Several of those who spoke to the AP in 2018 said the Army of Islam
saw Zaitouneh documenting abuses as a threat and resented her local
administration plan as an encroachment on their power. Zaitouneh
received a series of threats that friends and activists said traced
back to the Army of Islam.
The Army of Islam was forced to move north in 2018 after the Assad
government retook Douma, leading to the group's weakening and
disintegration. Hopes that Zaitouneh and her colleagues would emerge
among released prisoners during that time were unmet.
Today, the Army of Islam remains an armed faction backed by Turkey.

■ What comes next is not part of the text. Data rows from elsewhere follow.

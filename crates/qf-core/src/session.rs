//! Workflows of the quadratic-funding program.
//!
//! Every workflow is one atomic batch. A workflow reads whatever state it
//! needs fresh from the ledger, builds its instructions into a
//! [`PreparedBatch`], then signs, submits and waits for confirmation. The
//! `prepare_*` methods stop before signing so callers can inspect a batch.
//!
//! Nothing is cached between calls and submissions are never retried.

use std::sync::Arc;

use chain_sol::system::create_account;
use chain_sol::{
    build_close_account, build_create_associated_token_account, build_initialize_account,
    build_spl_transfer, bytes_to_address, compile_transaction, sign_transaction, Keypair,
    Signer, SolInstruction, NATIVE_MINT, TOKEN_ACCOUNT_LEN, TOKEN_PROGRAM_ID,
};
use tracing::{debug, info, warn};

use crate::config::ClientConfig;
use crate::error::{QfError, Result};
use crate::instruction::{
    self, StartRoundAccounts, TransferAccounts, WithdrawAccounts, WithdrawFeeAccounts,
};
use crate::ledger::Ledger;
use crate::pda;
use crate::plan::{plan_native_donation, plan_vote, Step};
use crate::reader::StateReader;
use crate::rpc::RpcLedger;
use crate::state::{Project, Round};

/// Where a new round's vault comes from.
#[derive(Debug, Clone, Copy, Default, PartialEq, Eq)]
pub enum VaultMode {
    /// The vault owner's associated wrapped-SOL account, created by the
    /// program during `StartRound`.
    #[default]
    Associated,
    /// A fresh token account created and initialized in the same batch, with
    /// the vault owner as its authority.
    Fresh,
}

/// Funds used by a donation.
#[derive(Debug, Clone, Copy, PartialEq, Eq)]
pub enum DonationSource {
    /// An existing token account controlled by the donor.
    TokenAccount([u8; 32]),
    /// The donor's lamports, wrapped through a scratch account.
    Native,
}

/// A built, unsigned batch.
#[derive(Debug)]
pub struct PreparedBatch {
    workflow: &'static str,
    fee_payer: [u8; 32],
    instructions: Vec<SolInstruction>,
    /// Accounts allocated by this batch; they co-sign it.
    new_accounts: Vec<Keypair>,
    account: Option<[u8; 32]>,
}

impl PreparedBatch {
    fn new(workflow: &'static str, fee_payer: [u8; 32]) -> Self {
        Self {
            workflow,
            fee_payer,
            instructions: Vec::new(),
            new_accounts: Vec::new(),
            account: None,
        }
    }

    fn push(&mut self, ix: SolInstruction) {
        self.instructions.push(ix);
    }

    /// Generate a keypair for an account this batch allocates.
    fn allocate(&mut self) -> [u8; 32] {
        let keypair = Keypair::generate();
        let pubkey = keypair.pubkey();
        self.new_accounts.push(keypair);
        pubkey
    }

    pub fn workflow(&self) -> &'static str {
        self.workflow
    }

    pub fn fee_payer(&self) -> &[u8; 32] {
        &self.fee_payer
    }

    pub fn instructions(&self) -> &[SolInstruction] {
        &self.instructions
    }

    /// Addresses of the accounts allocated by this batch.
    pub fn new_accounts(&self) -> Vec<[u8; 32]> {
        self.new_accounts.iter().map(Signer::pubkey).collect()
    }

    /// The round, project or voter the workflow creates or acts on.
    pub fn account(&self) -> Option<[u8; 32]> {
        self.account
    }
}

/// Outcome of a confirmed batch.
#[derive(Debug, Clone, PartialEq, Eq)]
pub struct Receipt {
    pub signature: String,
    pub account: Option<[u8; 32]>,
}

/// Addresses a contribution batch moves funds between.
struct Contribution {
    contributor: [u8; 32],
    /// Contributor's associated wrapped-SOL account.
    associated: [u8; 32],
    round: [u8; 32],
    vault: [u8; 32],
    /// `(project, voter)` for votes.
    target: Option<([u8; 32], [u8; 32])>,
}

/// Ledger handle, program id and fee payer for a series of workflows.
///
/// Signers other than the fee payer are passed per call.
pub struct Session<L> {
    ledger: L,
    program_id: [u8; 32],
    payer: Arc<Keypair>,
}

impl Session<RpcLedger> {
    /// Session over JSON-RPC as described by `config`.
    pub fn connect(config: &ClientConfig, payer: Arc<Keypair>) -> Result<Self> {
        config.validate()?;
        Ok(Self::new(RpcLedger::new(config)?, config.program_id()?, payer))
    }
}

It did not fight alongside the other Islamist factions that led the
offensive against Assad and remains excluded from the HTS-led Syrian
leadership. Recently, an Army of Islam delegation met HTS leader
Ahmad Sharaa to explore integration into the new Syrian system, but
no agreement has been reached.
Protesters on Wednesday held banners openly accusing the Army of
Islam and reading “Freedom” in English and “Traitor who kidnaps a
revolutionary” in Arabic, alongside posters of the four missing
activists.
Saleh described the plight of the disappeared as uniquely painful,
saying, “Those who die are mourned, but the forcibly disappeared are
forbidden from both living and being mourned.”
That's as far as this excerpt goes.